What Works Cities

WWC certified cropped

The City of Irving achieved What Works Certification at the Silver level in 2021. What Works Cities Certification, the national standard of excellence in data-driven city governance, evaluates how well cities are managed by measuring the extent to which city leaders incorporate data and evidence in their decision-making, such as resource allocation, program effectiveness, and achieving desired outcomes. 

Bloomberg Press Release

City of Irving Press Release

What Works Cities Certification Report

What Works Cities Certification Dashboard

What Works Cities Certification was developed by a team of experts from Results for America in close consultation with the What Works Cities Certification Standard Committee. To evaluate cities, these experts conducted a rigorous validation process of cities' Certification assessments and participated in site visits to the highest-performing cities to determine the city’s Certification level.

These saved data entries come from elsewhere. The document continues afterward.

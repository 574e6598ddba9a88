//! Consistent read views of the store.

use crate::{
    errors::SelectionError,
    result::{Resolved, ResultNode},
    schema::{Cardinality, EntityType, FieldRef, ID_SLOT, Relationship, ScalarKind, Schema},
    selection::{FieldSelection, Selection},
    store::{Instance, InstanceStore, Store},
};
use either::Either;
use parking_lot::RwLockReadGuard;
use tracing::debug;

/// A read view of every instance store, holding the resolver's read lock.
///
/// Every read operation of [`Resolver`](crate::Resolver) evaluates against one snapshot, so a
/// concurrent mutation is either entirely visible or not at all. Holding a snapshot blocks
/// writers; drop it as soon as resolution is done.
#[derive(Debug)]
pub struct Snapshot<'a> {
    /// The schema of the resolver.
    schema: &'a Schema,
    /// The read guard over the stores.
    store: RwLockReadGuard<'a, Store>,
}

impl<'a> Snapshot<'a> {
    /// Create a snapshot from an acquired read guard.
    pub(super) fn new(schema: &'a Schema, store: RwLockReadGuard<'a, Store>) -> Self {
        Self { schema, store }
    }

    /// Look up an entity type along with its store position.
    fn entity(&self, name: &str) -> Result<(usize, &'a EntityType), SelectionError> {
        self.schema
            .position(name)
            .map(|index| (index, self.schema.entity_at(index)))
            .ok_or_else(|| SelectionError::UnknownEntity(name.into()))
    }

    /// The instance store of an entity type.
    ///
    /// # Errors
    ///
    /// Returns an error if the entity type does not exist.
    #[inline]
    pub fn store(&self, entity: &str) -> Result<&InstanceStore, SelectionError> {
        let (index, _) = self.entity(entity)?;
        Ok(self.store.get(index))
    }

    /// The instances of an entity type, in store order.
    ///
    /// # Errors
    ///
    /// Returns an error if the entity type does not exist.
    #[inline]
    pub fn instances(&self, entity: &str) -> Result<&[Instance], SelectionError> {
        self.store(entity).map(InstanceStore::as_slice)
    }

    /// Resolve a selection against every instance of an entity type, in store order. An empty
    /// store produces an empty list.
    ///
    /// # Errors
    ///
    /// Returns an error if the entity type does not exist or the selection does not fit it. The
    /// selection is checked before any instance is visited.
    #[inline]
    pub fn resolve_collection(
        &self,
        entity: &str,
        selection: &Selection,
    ) -> Result<Vec<ResultNode>, SelectionError> {
        let (index, entity_type) = self.entity(entity)?;
        selection.validate(self.schema, entity_type)?;

        let instances = self.store.get(index);
        debug!(
            entity,
            instances = instances.len(),
            %selection,
            "resolving collection"
        );
        instances
            .iter()
            .map(|instance| self.resolve_node(entity_type, instance, selection))
            .collect()
    }

    /// Resolve a selection against the instance with a given key. A missing instance is not an
    /// error, and produces [`None`].
    ///
    /// # Errors
    ///
    /// Returns an error if the entity type does not exist or the selection does not fit it.
    #[inline]
    pub fn resolve_by_key(
        &self,
        entity: &str,
        key: i64,
        selection: &Selection,
    ) -> Result<Option<ResultNode>, SelectionError> {
        let (index, entity_type) = self.entity(entity)?;
        selection.validate(self.schema, entity_type)?;

        let found = self.store.get(index).get(key);
        debug!(entity, key, found = found.is_some(), "resolving by key");
        found
            .map(|instance| self.resolve_node(entity_type, instance, selection))
            .transpose()
    }

    /// Resolve a selection against the first instance, in store order, whose text field `field`
    /// equals `needle` ignoring case. A missing instance is not an error, and produces [`None`].
    ///
    /// # Errors
    ///
    /// Returns an error if the entity type does not exist, if `field` is not one of its text
    /// fields, or if the selection does not fit it.
    #[inline]
    pub fn find_by_text(
        &self,
        entity: &str,
        field: &str,
        needle: &str,
        selection: &Selection,
    ) -> Result<Option<ResultNode>, SelectionError> {
        let (index, entity_type) = self.entity(entity)?;
        let slot = match entity_type.field(field) {
            Some(FieldRef::Scalar(slot, scalar)) if scalar.kind() == ScalarKind::Text => slot,
            Some(FieldRef::Scalar(..) | FieldRef::Relationship(_)) => {
                return Err(SelectionError::NotText {
                    entity: entity.into(),
                    field: field.into(),
                });
            },
            None => {
                return Err(SelectionError::UnknownField {
                    entity: entity.into(),
                    field: field.into(),
                });
            },
        };
        selection.validate(self.schema, entity_type)?;

        let needle = needle.to_lowercase();
        let found = self.store.get(index).iter().find(|instance| {
            instance
                .value(slot)
                .as_text()
                .is_some_and(|text| text.to_lowercase() == needle)
        });
        debug!(entity, field, found = found.is_some(), "resolving by text");
        found
            .map(|instance| self.resolve_node(entity_type, instance, selection))
            .transpose()
    }

    /// Resolve a selection against one instance of `entity`. The instance must come from the
    /// store of `entity`, and `entity` from this snapshot's schema.
    ///
    /// # Errors
    ///
    /// Returns an error if the selection does not fit the entity type.
    fn resolve_node(
        &self,
        entity: &EntityType,
        instance: &Instance,
        selection: &Selection,
    ) -> Result<ResultNode, SelectionError> {
        selection
            .fields()
            .map(|field| {
                self.resolve_field(entity, instance, field)
                    .map(|value| (Box::<str>::from(field.name()), value))
            })
            .collect()
    }

    /// Resolve one requested field of an instance of `entity`.
    ///
    /// Scalars resolve to their stored value. Relationships resolve by finding the target
    /// instances whose key equals this instance's key, then resolving the nested selection against
    /// each: a one-to-one relationship produces a node or [`Null`](Resolved::Null), a one-to-many
    /// relationship a list, possibly empty. Nesting depth is bounded only by the selection.
    ///
    /// # Errors
    ///
    /// Returns an error if the field, or any nested field, does not fit the entity type.
    fn resolve_field(
        &self,
        entity: &EntityType,
        instance: &Instance,
        field: &FieldSelection,
    ) -> Result<Resolved, SelectionError> {
        match (entity.field(field.name()), field.selection()) {
            (None, _) => Err(SelectionError::UnknownField {
                entity: entity.name().into(),
                field: field.name().into(),
            }),
            (Some(FieldRef::Scalar(slot, _)), None) => {
                Ok(Resolved::Scalar(instance.value(slot).clone()))
            },
            (Some(FieldRef::Scalar(..)), Some(_)) => Err(SelectionError::UnexpectedSubselection {
                entity: entity.name().into(),
                field: field.name().into(),
            }),
            (Some(FieldRef::Relationship(_)), None) => Err(SelectionError::MissingSubselection {
                entity: entity.name().into(),
                field: field.name().into(),
            }),
            (Some(FieldRef::Relationship(relationship)), Some(nested)) => {
                let target = self.schema.entity_at(relationship.target_index());
                let mut related = self.related(relationship, instance);
                match relationship.cardinality() {
                    Cardinality::One => Ok(related
                        .next()
                        .map(|other| self.resolve_node(target, other, nested))
                        .transpose()?
                        .map_or(Resolved::Null, Resolved::Node)),
                    Cardinality::Many => related
                        .map(|other| self.resolve_node(target, other, nested))
                        .collect::<Result<Vec<_>, _>>()
                        .map(Resolved::List),
                }
            },
        }
    }

    /// The target instances of a relationship from one instance, in target store order.
    ///
    /// Joins on the target's key use the key index; any other join scans the target store.
    fn related<'s>(
        &'s self,
        relationship: &'s Relationship,
        instance: &'s Instance,
    ) -> impl Iterator<Item = &'s Instance> + 's {
        let key = instance.value(relationship.local_slot());
        let target_slot = relationship.target_slot();
        let target = self.store.get(relationship.target_index());

        if target_slot == ID_SLOT {
            Either::Left(key.as_int().and_then(|id| target.get(id)).into_iter())
        } else {
            Either::Right(
                target
                    .iter()
                    .filter(move |other| other.value(target_slot) == key),
            )
        }
    }
}

#[cfg(test)]
mod tests {
    use crate::{
        Resolver, Selection,
        library::{self, AUTHOR, BOOK},
        result::Resolved,
        value::Value,
    };

    /// # Panics
    ///
    /// Panics if an instance is resolved against an entity type it does not belong to.
    #[test]
    fn instances_resolve_as_their_own_type() {
        let resolver = Resolver::new(library::schema().expect("library schema is valid"));
        library::seed(&resolver).expect("library seed is valid");
        let snapshot = resolver.snapshot();

        // Book 3 exists; author 3 does not.
        assert_eq!(
            snapshot.resolve_by_key(AUTHOR, 3, &Selection::new().field("name")),
            Ok(None)
        );
        let book = snapshot
            .resolve_by_key(BOOK, 3, &Selection::new().field("title"))
            .expect("valid selection")
            .expect("book 3 exists");
        assert_eq!(
            book.get("title"),
            Some(&Resolved::Scalar(Value::from(
                "Harry Potter and the Philosopher's Stone"
            )))
        );

        let authors = snapshot
            .resolve_collection(AUTHOR, &Selection::new().field("name"))
            .expect("valid selection");
        assert_eq!(authors.len(), snapshot.instances(AUTHOR).map_or(0, <[_]>::len));
        assert!(authors.iter().all(|author| author.get("name").is_some()));
    }
}
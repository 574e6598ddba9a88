//! Statically declared entity types and the relationships between them.
//!
//! A [`Schema`] is built once, validated, and then treated as immutable configuration shared by
//! everything that resolves against it.

use crate::{errors::SchemaError, selection::Selection};
use std::{
    collections::HashMap,
    fmt::{Display, Error as FmtError, Formatter},
};

/// The name of the key field carried by every entity type.
pub const ID: &str = "id";

/// The position of the key among an entity type's scalar fields.
pub(crate) const ID_SLOT: usize = 0;

/// The kind of value a scalar field holds.
#[derive(Clone, Copy, Debug, PartialEq, Eq, Hash)]
pub enum ScalarKind {
    /// A signed 64-bit integer.
    Int,
    /// A string.
    Text,
}

impl Display for ScalarKind {
    #[inline]
    fn fmt(&self, f: &mut Formatter<'_>) -> Result<(), FmtError> {
        match self {
            Self::Int => f.write_str("an integer"),
            Self::Text => f.write_str("text"),
        }
    }
}

/// How many instances a relationship resolves to.
#[derive(Clone, Copy, Debug, PartialEq, Eq, Hash)]
pub enum Cardinality {
    /// At most one instance. No match resolves to null.
    One,
    /// Any number of instances, in the target's store order. No match resolves to an empty list.
    Many,
}

/// A named field holding a stored value.
#[derive(Clone, Debug, PartialEq, Eq)]
pub struct ScalarField {
    /// The field name.
    name: Box<str>,
    /// The kind of value held.
    kind: ScalarKind,
}

impl ScalarField {
    /// The field name.
    #[inline]
    #[must_use]
    pub fn name(&self) -> &str {
        &self.name
    }

    /// The kind of value held.
    #[inline]
    #[must_use]
    pub const fn kind(&self) -> ScalarKind {
        self.kind
    }
}

/// A computed field, resolved by matching a key of the owning instance against a key of the
/// instances of another entity type.
#[derive(Clone, Debug, PartialEq, Eq)]
pub struct Relationship {
    /// The field name.
    name: Box<str>,
    /// The name of the target entity type.
    target: Box<str>,
    /// The position of the target entity type in the schema.
    target_index: usize,
    /// The position of the joined key among the owner's scalars.
    local_slot: usize,
    /// The position of the joined key among the target's scalars.
    target_slot: usize,
    /// How many instances the relationship resolves to.
    cardinality: Cardinality,
}

impl Relationship {
    /// The field name.
    #[inline]
    #[must_use]
    pub fn name(&self) -> &str {
        &self.name
    }

    /// The name of the target entity type.
    #[inline]
    #[must_use]
    pub fn target(&self) -> &str {
        &self.target
    }

    /// How many instances the relationship resolves to.
    #[inline]
    #[must_use]
    pub const fn cardinality(&self) -> Cardinality {
        self.cardinality
    }

    /// The schema position of the target entity type.
    pub(crate) const fn target_index(&self) -> usize {
        self.target_index
    }

    /// The value position of the joined scalar of the owner.
    pub(crate) const fn local_slot(&self) -> usize {
        self.local_slot
    }

    /// The value position of the joined scalar of the target.
    pub(crate) const fn target_slot(&self) -> usize {
        self.target_slot
    }
}

/// A field of an entity type, as found by [`EntityType::field`].
#[derive(Clone, Copy, Debug, PartialEq, Eq)]
pub enum FieldRef<'a> {
    /// A scalar, along with its position in the instance.
    Scalar(usize, &'a ScalarField),
    /// A relationship.
    Relationship(&'a Relationship),
}

/// Where a field name points.
#[derive(Clone, Copy, Debug, PartialEq, Eq)]
enum Slot {
    /// Index into `scalars`.
    Scalar(usize),
    /// Index into `relationships`.
    Relationship(usize),
}

/// A named record kind.
#[derive(Clone, Debug, PartialEq, Eq)]
pub struct EntityType {
    /// The type name.
    name: Box<str>,
    /// Scalar fields in declaration order, starting with the key.
    scalars: Box<[ScalarField]>,
    /// Relationships in declaration order.
    relationships: Box<[Relationship]>,
    /// Every field name, scalar or not.
    fields: HashMap<Box<str>, Slot>,
}

impl EntityType {
    /// Start declaring an entity type. The key field [`ID`] is declared implicitly.
    #[inline]
    #[must_use]
    pub fn builder(name: impl Into<Box<str>>) -> EntityTypeBuilder {
        EntityTypeBuilder {
            name: name.into(),
            scalars: vec![ScalarField {
                name: ID.into(),
                kind: ScalarKind::Int,
            }],
            relationships: Vec::new(),
        }
    }

    /// The type name.
    #[inline]
    #[must_use]
    pub fn name(&self) -> &str {
        &self.name
    }

    /// Scalar fields in declaration order. The first is always the key.
    #[inline]
    #[must_use]
    pub fn scalars(&self) -> &[ScalarField] {
        &self.scalars
    }

    /// Relationships in declaration order.
    #[inline]
    #[must_use]
    pub fn relationships(&self) -> &[Relationship] {
        &self.relationships
    }

    /// Look up a field by name.
    #[inline]
    #[must_use]
    pub fn field(&self, name: &str) -> Option<FieldRef<'_>> {
        self.fields.get(name).map(|slot| match *slot {
            Slot::Scalar(index) => FieldRef::Scalar(index, &self.scalars[index]),
            Slot::Relationship(index) => FieldRef::Relationship(&self.relationships[index]),
        })
    }

    /// A selection of every scalar field and no relationships.
    #[inline]
    #[must_use]
    pub fn scalar_selection(&self) -> Selection {
        self.scalars
            .iter()
            .fold(Selection::new(), |selection, scalar| selection.field(scalar.name()))
    }
}

/// A relationship as declared, before names are resolved to positions.
#[derive(Clone, Debug)]
struct RelationshipDecl {
    /// The field name.
    name: Box<str>,
    /// The target entity type.
    target: Box<str>,
    /// The joined scalar of the owner.
    local_key: Box<str>,
    /// The joined scalar of the target.
    target_key: Box<str>,
    /// How many instances the relationship resolves to.
    cardinality: Cardinality,
}

/// Declares an [`EntityType`]. Created by [`EntityType::builder`].
#[derive(Clone, Debug)]
pub struct EntityTypeBuilder {
    /// The type name.
    name: Box<str>,
    /// Scalar fields, starting with the key.
    scalars: Vec<ScalarField>,
    /// Relationships, not yet resolved.
    relationships: Vec<RelationshipDecl>,
}

impl EntityTypeBuilder {
    /// Declare a scalar field.
    #[inline]
    #[must_use]
    pub fn scalar(mut self, name: impl Into<Box<str>>, kind: ScalarKind) -> Self {
        self.scalars.push(ScalarField {
            name: name.into(),
            kind,
        });
        self
    }

    /// Declare a text field.
    #[inline]
    #[must_use]
    pub fn text(self, name: impl Into<Box<str>>) -> Self {
        self.scalar(name, ScalarKind::Text)
    }

    /// Declare an integer field.
    #[inline]
    #[must_use]
    pub fn int(self, name: impl Into<Box<str>>) -> Self {
        self.scalar(name, ScalarKind::Int)
    }

    /// Declare a relationship resolving to the one instance of `target` whose `target_key`
    /// equals this instance's `local_key`.
    #[inline]
    #[must_use]
    pub fn one(
        self,
        name: impl Into<Box<str>>,
        target: impl Into<Box<str>>,
        local_key: impl Into<Box<str>>,
        target_key: impl Into<Box<str>>,
    ) -> Self {
        self.relationship(name, target, local_key, target_key, Cardinality::One)
    }

    /// Declare a relationship resolving to every instance of `target` whose `target_key` equals
    /// this instance's `local_key`.
    #[inline]
    #[must_use]
    pub fn many(
        self,
        name: impl Into<Box<str>>,
        target: impl Into<Box<str>>,
        local_key: impl Into<Box<str>>,
        target_key: impl Into<Box<str>>,
    ) -> Self {
        self.relationship(name, target, local_key, target_key, Cardinality::Many)
    }

    /// Shared implementation of [`one`](Self::one) and [`many`](Self::many).
    fn relationship(
        mut self,
        name: impl Into<Box<str>>,
        target: impl Into<Box<str>>,
        local_key: impl Into<Box<str>>,
        target_key: impl Into<Box<str>>,
        cardinality: Cardinality,
    ) -> Self {
        self.relationships.push(RelationshipDecl {
            name: name.into(),
            target: target.into(),
            local_key: local_key.into(),
            target_key: target_key.into(),
            cardinality,
        });
        self
    }

    /// Find a declared scalar by name.
    fn scalar_slot(&self, name: &str) -> Option<(usize, &ScalarField)> {
        self.scalars
            .iter()
            .enumerate()
            .find(|(_, scalar)| scalar.name() == name)
    }

    /// Resolve relationship names against the other declarations of the schema.
    fn resolve(
        &self,
        all: &[Self],
        by_name: &HashMap<Box<str>, usize>,
    ) -> Result<EntityType, SchemaError> {
        let duplicate = |field: &str| SchemaError::DuplicateField {
            entity: self.name.clone(),
            field: field.into(),
        };

        let mut fields = HashMap::with_capacity(self.scalars.len() + self.relationships.len());
        for (index, scalar) in self.scalars.iter().enumerate() {
            if fields
                .insert(scalar.name.clone(), Slot::Scalar(index))
                .is_some()
            {
                return Err(duplicate(&scalar.name));
            }
        }

        let mut relationships = Vec::with_capacity(self.relationships.len());
        for (index, decl) in self.relationships.iter().enumerate() {
            if fields
                .insert(decl.name.clone(), Slot::Relationship(index))
                .is_some()
            {
                return Err(duplicate(&decl.name));
            }
            relationships.push(self.resolve_relationship(decl, all, by_name)?);
        }

        Ok(EntityType {
            name: self.name.clone(),
            scalars: self.scalars.clone().into(),
            relationships: relationships.into(),
            fields,
        })
    }

    /// Resolve a single relationship.
    fn resolve_relationship(
        &self,
        decl: &RelationshipDecl,
        all: &[Self],
        by_name: &HashMap<Box<str>, usize>,
    ) -> Result<Relationship, SchemaError> {
        let target_index = *by_name
            .get(&decl.target)
            .ok_or_else(|| SchemaError::UnknownTarget {
                entity: self.name.clone(),
                relationship: decl.name.clone(),
                target: decl.target.clone(),
            })?;
        let target = &all[target_index];

        let (local_slot, local) = self
            .scalar_slot(&decl.local_key)
            .ok_or_else(|| SchemaError::UnknownKey {
                entity: self.name.clone(),
                field: decl.local_key.clone(),
            })?;
        let (target_slot, remote) = target
            .scalar_slot(&decl.target_key)
            .ok_or_else(|| SchemaError::UnknownKey {
                entity: target.name.clone(),
                field: decl.target_key.clone(),
            })?;

        if local.kind != remote.kind {
            return Err(SchemaError::KeyKindMismatch {
                entity: self.name.clone(),
                relationship: decl.name.clone(),
                local: local.kind,
                target: remote.kind,
            });
        }

        Ok(Relationship {
            name: decl.name.clone(),
            target: decl.target.clone(),
            target_index,
            local_slot,
            target_slot,
            cardinality: decl.cardinality,
        })
    }
}

/// A registry of entity types.
#[derive(Clone, Debug, PartialEq, Eq)]
pub struct Schema {
    /// Entity types in declaration order.
    entities: Box<[EntityType]>,
    /// Positions in `entities` by name.
    by_name: HashMap<Box<str>, usize>,
}

impl Schema {
    /// Start declaring a schema.
    #[inline]
    #[must_use]
    pub fn builder() -> SchemaBuilder {
        SchemaBuilder::default()
    }

    /// Look up an entity type by name.
    #[inline]
    #[must_use]
    pub fn entity(&self, name: &str) -> Option<&EntityType> {
        self.position(name).map(|index| &self.entities[index])
    }

    /// Entity types in declaration order.
    #[inline]
    pub fn entities(&self) -> impl ExactSizeIterator<Item = &EntityType> {
        self.entities.iter()
    }

    /// The number of entity types.
    #[inline]
    #[must_use]
    pub fn len(&self) -> usize {
        self.entities.len()
    }

    /// Whether no entity types are declared.
    #[inline]
    #[must_use]
    pub fn is_empty(&self) -> bool {
        self.entities.is_empty()
    }

    /// The position of an entity type, which is also the position of its instance store.
    pub(crate) fn position(&self, name: &str) -> Option<usize> {
        self.by_name.get(name).copied()
    }

    /// The entity type at a position obtained from this schema.
    pub(crate) fn entity_at(&self, index: usize) -> &EntityType {
        &self.entities[index]
    }
}

/// Declares a [`Schema`]. Created by [`Schema::builder`].
#[derive(Clone, Debug, Default)]
pub struct SchemaBuilder {
    /// Entity types in declaration order.
    entities: Vec<EntityTypeBuilder>,
}

impl SchemaBuilder {
    /// Declare an entity type.
    #[inline]
    #[must_use]
    pub fn entity(mut self, entity: EntityTypeBuilder) -> Self {
        self.entities.push(entity);
        self
    }

    /// Validate the declarations and build the schema. Relationships may point at entity types
    /// declared after their owner, and may form cycles.
    ///
    /// # Errors
    ///
    /// Returns an error if names are repeated, if a relationship targets an undeclared type, or
    /// if a relationship joins on a missing key or on keys of different kinds.
    #[inline]
    pub fn build(self) -> Result<Schema, SchemaError> {
        let mut by_name = HashMap::with_capacity(self.entities.len());
        for (index, entity) in self.entities.iter().enumerate() {
            if by_name.insert(entity.name.clone(), index).is_some() {
                return Err(SchemaError::DuplicateEntity(entity.name.clone()));
            }
        }

        let entities = self
            .entities
            .iter()
            .map(|entity| entity.resolve(&self.entities, &by_name))
            .collect::<Result<Box<_>, _>>()?;

        Ok(Schema { entities, by_name })
    }
}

The program has inspired a movement of cities that are doubling down on their commitment to building the most well-managed local governments possible and using Certification as a roadmap for doing so. More than 200 cities have completed a Certification assessment to have their practices benchmarked against the national standard. The assessment is the first step to receiving exclusive support from What Works Cities to continue building a more effective local government. To learn more about the program and how to participate, visit www.whatworkscities.bloomberg.org/certification/. 

Practitioners are those organizations that have partnered with Bloomberg Philanthropy to offer assistance in enhancing cities' use of metrics and data.

  • The Behavioral Insights Team (BIT) helps organizations around the world boost social impact by working together on improving the design of public services and measuring effectiveness using rigorous evaluation techniques. As a part of What Works Cities, BIT will help cities conduct real-time, low-cost evaluations of programs, so they can continually improve city services.
  • The Harvard Kennedy School-Government Performance Lab provides pro bono technical assistance to state and local governments. Through this hands-on involvement, the Government Performance Lab gains insights into the barriers that governments face and the solutions that can overcome these barriers.
  • The Johns Hopkins Center for Local Government Excellence works with cities to assess the current state of What Works practices and supports the implementation and enhancement of open data and performance management programs.
  • Results for America ensures a world-class experience for all participating cities, coordinates What Works Cities partners, and advances a nationwide dialogue on the need for cities to use data and evidence in decision making.
  • The Sunlight Foundation helps cities craft meaningful and sustainable open data policies.